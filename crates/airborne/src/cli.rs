//! Command-line interface for the Airborne host.
//!
//! Every option except `--config` overrides a value from the configuration
//! file.

use clap::{value_parser, Arg, ArgAction, ArgMatches, Command};
use std::ffi::OsString;
use std::path::PathBuf;

const DEFAULT_CONFIG_PATH: &str = "config.toml";

/// Command line arguments parsed from user input.
#[derive(Debug, Clone, PartialEq)]
pub struct CliArgs {
    /// Path to the configuration file
    pub config_path: PathBuf,
    /// Optional override for log level
    pub log_level: Option<String>,
    /// Whether to force JSON log output
    pub json_logs: bool,
    /// Optional override for the frame rate cap
    pub target_fps: Option<f64>,
    /// Optional override for the physics rate
    pub physics_hz: Option<f64>,
    /// Stop after this many frames instead of waiting for a signal
    pub frames: Option<u64>,
}

impl CliArgs {
    /// Parses the process arguments, exiting with usage on error.
    pub fn parse() -> Self {
        Self::from_matches(&command().get_matches())
    }

    /// Parses an explicit argument list; the first item is the binary name.
    pub fn parse_from<I, T>(args: I) -> Result<Self, clap::Error>
    where
        I: IntoIterator<Item = T>,
        T: Into<OsString> + Clone,
    {
        let matches = command().try_get_matches_from(args)?;
        Ok(Self::from_matches(&matches))
    }

    fn from_matches(matches: &ArgMatches) -> Self {
        Self {
            config_path: matches
                .get_one::<String>("config")
                .map(PathBuf::from)
                .unwrap_or_else(|| PathBuf::from(DEFAULT_CONFIG_PATH)),
            log_level: matches.get_one::<String>("log-level").cloned(),
            json_logs: matches.get_flag("json-logs"),
            target_fps: matches.get_one::<f64>("target-fps").copied(),
            physics_hz: matches.get_one::<f64>("physics-hz").copied(),
            frames: matches.get_one::<u64>("frames").copied(),
        }
    }
}

fn command() -> Command {
    Command::new("Airborne")
        .version(env!("CARGO_PKG_VERSION"))
        .author("Airborne Team")
        .about("Plugin-hosted real-time flight simulation kernel")
        .arg(
            Arg::new("config")
                .short('c')
                .long("config")
                .value_name("FILE")
                .help("Configuration file path")
                .default_value(DEFAULT_CONFIG_PATH),
        )
        .arg(
            Arg::new("log-level")
                .short('l')
                .long("log-level")
                .value_name("LEVEL")
                .help("Log level (trace, debug, info, warn, error)"),
        )
        .arg(
            Arg::new("json-logs")
                .long("json-logs")
                .help("Output logs in JSON format")
                .action(ArgAction::SetTrue),
        )
        .arg(
            Arg::new("target-fps")
                .short('f')
                .long("target-fps")
                .value_name("FPS")
                .help("Frame rate cap, 0 for uncapped")
                .value_parser(value_parser!(f64)),
        )
        .arg(
            Arg::new("physics-hz")
                .long("physics-hz")
                .value_name("HZ")
                .help("Fixed physics update rate")
                .value_parser(value_parser!(f64)),
        )
        .arg(
            Arg::new("frames")
                .short('n')
                .long("frames")
                .value_name("COUNT")
                .help("Run this many frames, then shut down")
                .value_parser(value_parser!(u64)),
        )
}

#[cfg(test)]
mod tests {
    use super::*;

    #[test]
    fn test_defaults() {
        let args = CliArgs::parse_from(["airborne"]).unwrap();
        assert_eq!(args.config_path, PathBuf::from("config.toml"));
        assert_eq!(args.log_level, None);
        assert!(!args.json_logs);
        assert_eq!(args.frames, None);
    }

    #[test]
    fn test_overrides() {
        let args = CliArgs::parse_from([
            "airborne",
            "--config",
            "cessna.toml",
            "-l",
            "debug",
            "--json-logs",
            "--target-fps",
            "30",
            "--physics-hz",
            "120",
            "--frames",
            "600",
        ])
        .unwrap();

        assert_eq!(args.config_path, PathBuf::from("cessna.toml"));
        assert_eq!(args.log_level.as_deref(), Some("debug"));
        assert!(args.json_logs);
        assert_eq!(args.target_fps, Some(30.0));
        assert_eq!(args.physics_hz, Some(120.0));
        assert_eq!(args.frames, Some(600));
    }

    #[test]
    fn test_rejects_non_numeric_rates() {
        assert!(CliArgs::parse_from(["airborne", "--physics-hz", "fast"]).is_err());
        assert!(CliArgs::parse_from(["airborne", "--frames", "-1"]).is_err());
    }
}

= = = = = = =

Task requirements — Output the listing above exactly as it appears.

Answer area —
filename crates/airborne/src/cli.rs
//! Command-line interface for the Airborne host.
//!
//! Every option except `--config` overrides a value from the configuration
//! file.

use clap::{value_parser, Arg, ArgAction, ArgMatches, Command};
use std::ffi::OsString;
use std::path::PathBuf;

const DEFAULT_CONFIG_PATH: &str = "config.toml";

/// Command line arguments parsed from user input.
#[derive(Debug, Clone, PartialEq)]
pub struct CliArgs {
    /// Path to the configuration file
    pub config_path: PathBuf,
    /// Optional override for log level
    pub log_level: Option<String>,
    /// Whether to force JSON log output
    pub json_logs: bool,
    /// Optional override for the frame rate cap
    pub target_fps: Option<f64>,
    /// Optional override for the physics rate
    pub physics_hz: Option<f64>,
    /// Stop after this many frames instead of waiting for a signal
    pub frames: Option<u64>,
}

impl CliArgs {
    /// Parses the process arguments, exiting with usage on error.
    pub fn parse() -> Self {
        Self::from_matches(&command().get_matches())
    }

    /// Parses an explicit argument list; the first item is the binary name.
    pub fn parse_from<I, T>(args: I) -> Result<Self, clap::Error>
    where
        I: IntoIterator<Item = T>,
        T: Into<OsString> + Clone,
    {
        let matches = command().try_get_matches_from(args)?;
        Ok(Self::from_matches(&matches))
    }

    fn from_matches(matches: &ArgMatches) -> Self {
        Self {
            config_path: matches
                .get_one::<String>("config")
                .map(PathBuf::from)
                .unwrap_or_else(|| PathBuf::from(DEFAULT_CONFIG_PATH)),
            log_level: matches.get_one::<String>("log-level").cloned(),
            json_logs: matches.get_flag("json-logs"),
            target_fps: matches.get_one::<f64>("target-fps").copied(),
            physics_hz: matches.get_one::<f64>("physics-hz").copied(),
            frames: matches.get_one::<u64>("frames").copied(),
        }
    }
}

fn command() -> Command {
    Command::new("Airborne")
        .version(env!("CARGO_PKG_VERSION"))
        .author("Airborne Team")
        .about("Plugin-hosted real-time flight simulation kernel")
        .arg(
            Arg::new("config")
                .short('c')
                .long("config")
                .value_name("FILE")
                .help("Configuration file path")
                .default_value(DEFAULT_CONFIG_PATH),
        )
        .arg(
            Arg::new("log-level")
                .short('l')
                .long("log-level")
                .value_name("LEVEL")
                .help("Log level (trace, debug, info, warn, error)"),
        )
        .arg(
            Arg::new("json-logs")
                .long("json-logs")
                .help("Output logs in JSON format")
                .action(ArgAction::SetTrue),
        )
        .arg(
            Arg::new("target-fps")
                .short('f')
                .long("target-fps")
                .value_name("FPS")
                .help("Frame rate cap, 0 for uncapped")
                .value_parser(value_parser!(f64)),
        )
        .arg(
            Arg::new("physics-hz")
                .long("physics-hz")
                .value_name("HZ")
                .help("Fixed physics update rate")
                .value_parser(value_parser!(f64)),
        )
        .arg(
            Arg::new("frames")
                .short('n')
                .long("frames")
                .value_name("COUNT")
                .help("Run this many frames, then shut down")
                .value_parser(value_parser!(u64)),
        )
}

#[cfg(test)]
mod tests {
    use super::*;

    #[test]
    fn test_defaults() {
        let args = CliArgs::parse_from(["airborne"]).unwrap();
        assert_eq!(args.config_path, PathBuf::from("config.toml"));
        assert_eq!(args.log_level, None);
        assert!(!args.json_logs);
        assert_eq!(args.frames, None);
    }

    #[test]
    fn test_overrides() {
        let args = CliArgs::parse_from([
            "airborne",
            "--config",
            "cessna.toml",
            "-l",
            "debug",
            "--json-logs",
            "--target-fps",
            "30",
            "--physics-hz",
            "120",
            "--frames",
            "600",
        ])
        .unwrap();

        assert_eq!(args.config_path, PathBuf::from("cessna.toml"));
        assert_eq!(args.log_level.as_deref(), Some("debug"));
        assert!(args.json_logs);
        assert_eq!(args.target_fps, Some(30.0));
        assert_eq!(args.physics_hz, Some(120.0));
        assert_eq!(args.frames, Some(600));
    }

    #[test]
    fn test_rejects_non_numeric_rates() {
        assert!(CliArgs::parse_from(["airborne", "--physics-hz", "fast"]).is_err());
        assert!(CliArgs::parse_from(["airborne", "--frames", "-1"]).is_err());
    }
}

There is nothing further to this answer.